International Union for Physical and Engineering Sciences in Medicine (IUPESM)
- International Union for Physical and Engineering Sciences in Medicine (IUPESM)
- Abbreviation: IUPESM
- Formation: 1980; 46 years ago
- Headquarters: Ottawa, Canada (until 2018) York, United Kingdom (since 2018)
- Region served: Global
- Official language: English
- President: James C.H. Goh, PhD
- Parent organization: International Science Council
- Website: IUPESM Official website

= International Union for Physical and Engineering Sciences in Medicine =

The International Union for Physical and Engineering Sciences in Medicine (IUPESM) is an international non-governmental organization - the umbrella organization for the International Organization for Medical Physics (IOMP) and International Federation of Medical and Biological Engineering (IFMBE).

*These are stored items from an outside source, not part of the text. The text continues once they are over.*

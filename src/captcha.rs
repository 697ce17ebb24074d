//
// Captcha verification (Turnstile-style POST contract)
//
// The provider protocol is an external collaborator; all we rely on is a
// form POST of (secret, response, remoteip) answered with {"success": bool}.
// An unconfigured captcha passes every check so the server can run without
// the provider.
use std::net::IpAddr;

use crate::api::EmptyResult;
use crate::http_client::make_http_request;
use crate::CONFIG;

#[derive(Deserialize)]
struct CaptchaResponse {
    success: bool,
}

pub async fn verify_captcha(response: Option<&str>, ip: &IpAddr) -> EmptyResult {
    let (Some(verify_url), Some(secret)) = (CONFIG.captcha_verify_url.as_deref(), CONFIG.captcha_secret.as_deref())
    else {
        return Ok(());
    };

    let token = match response {
        Some(token) if !token.is_empty() => token,
        _ => err_code!("Captcha response missing", "CAPTCHA_FAILED", 400),
    };

    let form = [("secret", secret), ("response", token), ("remoteip", &ip.to_string())];

    let result = match make_http_request(reqwest::Method::POST, verify_url)?.form(&form).send().await {
        Ok(res) => res,
        Err(e) => {
            // Provider trouble is a transient infrastructure failure, not a
            // wrong answer from the user.
            error!("Captcha verification request failed: {e}");
            err_code!("Captcha provider unreachable", "INTERNAL_ERROR", 502);
        }
    };

    let parsed: CaptchaResponse = match result.json().await {
        Ok(parsed) => parsed,
        Err(e) => {
            error!("Captcha verification response unreadable: {e}");
            err_code!("Captcha provider unreachable", "INTERNAL_ERROR", 502);
        }
    };

    if !parsed.success {
        err_code!("Captcha verification failed", "CAPTCHA_FAILED", 400);
    }

    Ok(())
}
use chrono::{NaiveDateTime, Utc};
use derive_more::{AsRef, Deref, Display, From};
use diesel_derive_newtype::DieselNewType;
use macros::IdFromParam;
use serde_json::Value;

use crate::api::{ApiResult, EmptyResult};
use crate::crypto;
use crate::db::schema::oauth_clients;
use crate::db::DbConn;
use crate::error::MapResult;

#[derive(
    Clone, Debug, DieselNewType, Display, From, AsRef, Deref, Hash, PartialEq, Eq, Serialize, Deserialize, IdFromParam,
)]
#[deref(forward)]
#[from(forward)]
pub struct OauthClientId(String);

/// Secrets are never stored; only their bcrypt hash survives creation.
#[derive(Clone, Identifiable, Queryable, Insertable, AsChangeset)]
#[diesel(table_name = oauth_clients)]
#[diesel(primary_key(client_id))]
pub struct OauthClient {
    pub client_id: OauthClientId,
    pub secret_hash: String,
    pub name: String,
    pub description: String,
    pub redirect_uri: String,
    pub enabled: bool,
    pub created_at: NaiveDateTime,
    pub updated_at: NaiveDateTime,
}

pub struct NewOauthClient {
    pub client: OauthClient,
    /// Shown exactly once at creation time.
    pub plaintext_secret: String,
}

impl OauthClient {
    pub fn new(name: String, description: String, redirect_uri: String) -> ApiResult<NewOauthClient> {
        let now = Utc::now().naive_utc();
        let plaintext_secret = crypto::generate_token::<32>();

        let client = Self {
            client_id: OauthClientId::from(crypto::generate_token::<16>()),
            secret_hash: bcrypt::hash(&plaintext_secret, bcrypt::DEFAULT_COST)?,
            name,
            description,
            redirect_uri,
            enabled: true,
            created_at: now,
            updated_at: now,
        };

        Ok(NewOauthClient {
            client,
            plaintext_secret,
        })
    }

    pub fn check_valid_secret(&self, secret: &str) -> bool {
        bcrypt::verify(secret, &self.secret_hash).unwrap_or(false)
    }

    /// Replaces the secret hash. Previously issued tokens stay valid; the
    /// secret authenticates token requests, not existing tokens.
    pub fn regenerate_secret(&mut self) -> ApiResult<String> {
        let plaintext_secret = crypto::generate_token::<32>();
        self.secret_hash = bcrypt::hash(&plaintext_secret, bcrypt::DEFAULT_COST)?;
        Ok(plaintext_secret)
    }

    pub fn to_json(&self) -> Value {
        json!({
            "clientId": self.client_id,
            "name": self.name,
            "description": self.description,
            "redirectUri": self.redirect_uri,
            "enabled": self.enabled,
            "createdAt": crate::util::format_naive_datetime(&self.created_at),
            "updatedAt": crate::util::format_naive_datetime(&self.updated_at),
        })
    }
}

/// Database methods
impl OauthClient {
    pub async fn save(&mut self, conn: &DbConn) -> EmptyResult {
        self.updated_at = Utc::now().naive_utc();

        db_run! { conn:
            sqlite, mysql {
                diesel::replace_into(oauth_clients::table)
                    .values(&*self)
                    .execute(conn)
                    .map_res("Error saving OAuth client")
            }
            postgresql {
                diesel::insert_into(oauth_clients::table)
                    .values(&*self)
                    .on_conflict(oauth_clients::client_id)
                    .do_update()
                    .set(&*self)
                    .execute(conn)
                    .map_res("Error saving OAuth client")
            }
        }
    }

    pub async fn find_by_id(client_id: &OauthClientId, conn: &DbConn) -> Option<Self> {
        let client_id = client_id.clone();
        db_run! { conn: {
            oauth_clients::table
                .filter(oauth_clients::client_id.eq(client_id))
                .first::<Self>(conn)
                .ok()
        }}
    }

    pub async fn get_all(conn: &DbConn) -> Vec<Self> {
        db_run! { conn: {
            oauth_clients::table
                .order(oauth_clients::created_at.asc())
                .load::<Self>(conn)
                .expect("Error loading OAuth clients")
        }}
    }

    /// The caller cascade-revokes first; this only removes the registry row.
    pub async fn delete(self, conn: &DbConn) -> EmptyResult {
        let client_id = self.client_id;
        db_run! { conn: {
            diesel::delete(oauth_clients::table.filter(oauth_clients::client_id.eq(client_id)))
                .execute(conn)
                .map_res("Error deleting OAuth client")
        }}
    }
}

#[cfg(test)]
mod tests {
    use super::*;

    #[test]
    fn test_new_client_id_is_32_hex_chars() {
        let created = OauthClient::new("App".into(), String::new(), "https://app.example/cb".into()).unwrap();
        assert_eq!(created.client.client_id.len(), 32);
        assert!(created.client.client_id.chars().all(|c| c.is_ascii_hexdigit()));
    }

    #[test]
    fn test_secret_verifies_and_is_not_stored_in_plaintext() {
        let created = OauthClient::new("App".into(), String::new(), "https://app.example/cb".into()).unwrap();
        assert!(created.client.check_valid_secret(&created.plaintext_secret));
        assert!(!created.client.check_valid_secret("wrong"));
        assert_ne!(created.client.secret_hash, created.plaintext_secret);
    }

    #[test]
    fn test_regenerated_secret_replaces_old() {
        let mut created = OauthClient::new("App".into(), String::new(), "https://app.example/cb".into()).unwrap();
        let old = created.plaintext_secret.clone();
        let new = created.client.regenerate_secret().unwrap();
        assert!(created.client.check_valid_secret(&new));
        assert!(!created.client.check_valid_secret(&old));
    }
}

IUPESM was established in 1980, following a discussion during the Combined Meeting of the 12th International Conference on Medical and Biological Engineering and 5th International Conference on Medical Physics held in Jerusalem in 1979. In 1983 IUPESM became an associate member and in 1999 a full member of the International Science Council (former International Council for Science, ICSU).

== International Federation of Medical and Biological Engineering (IFMBE) ==
The International Federation for Medical and Biological Engineering (IFMBE) is a federation of national and transnational societies.

== Health and Technology journal ==
Health and Technology is the official journal of the IUPESM.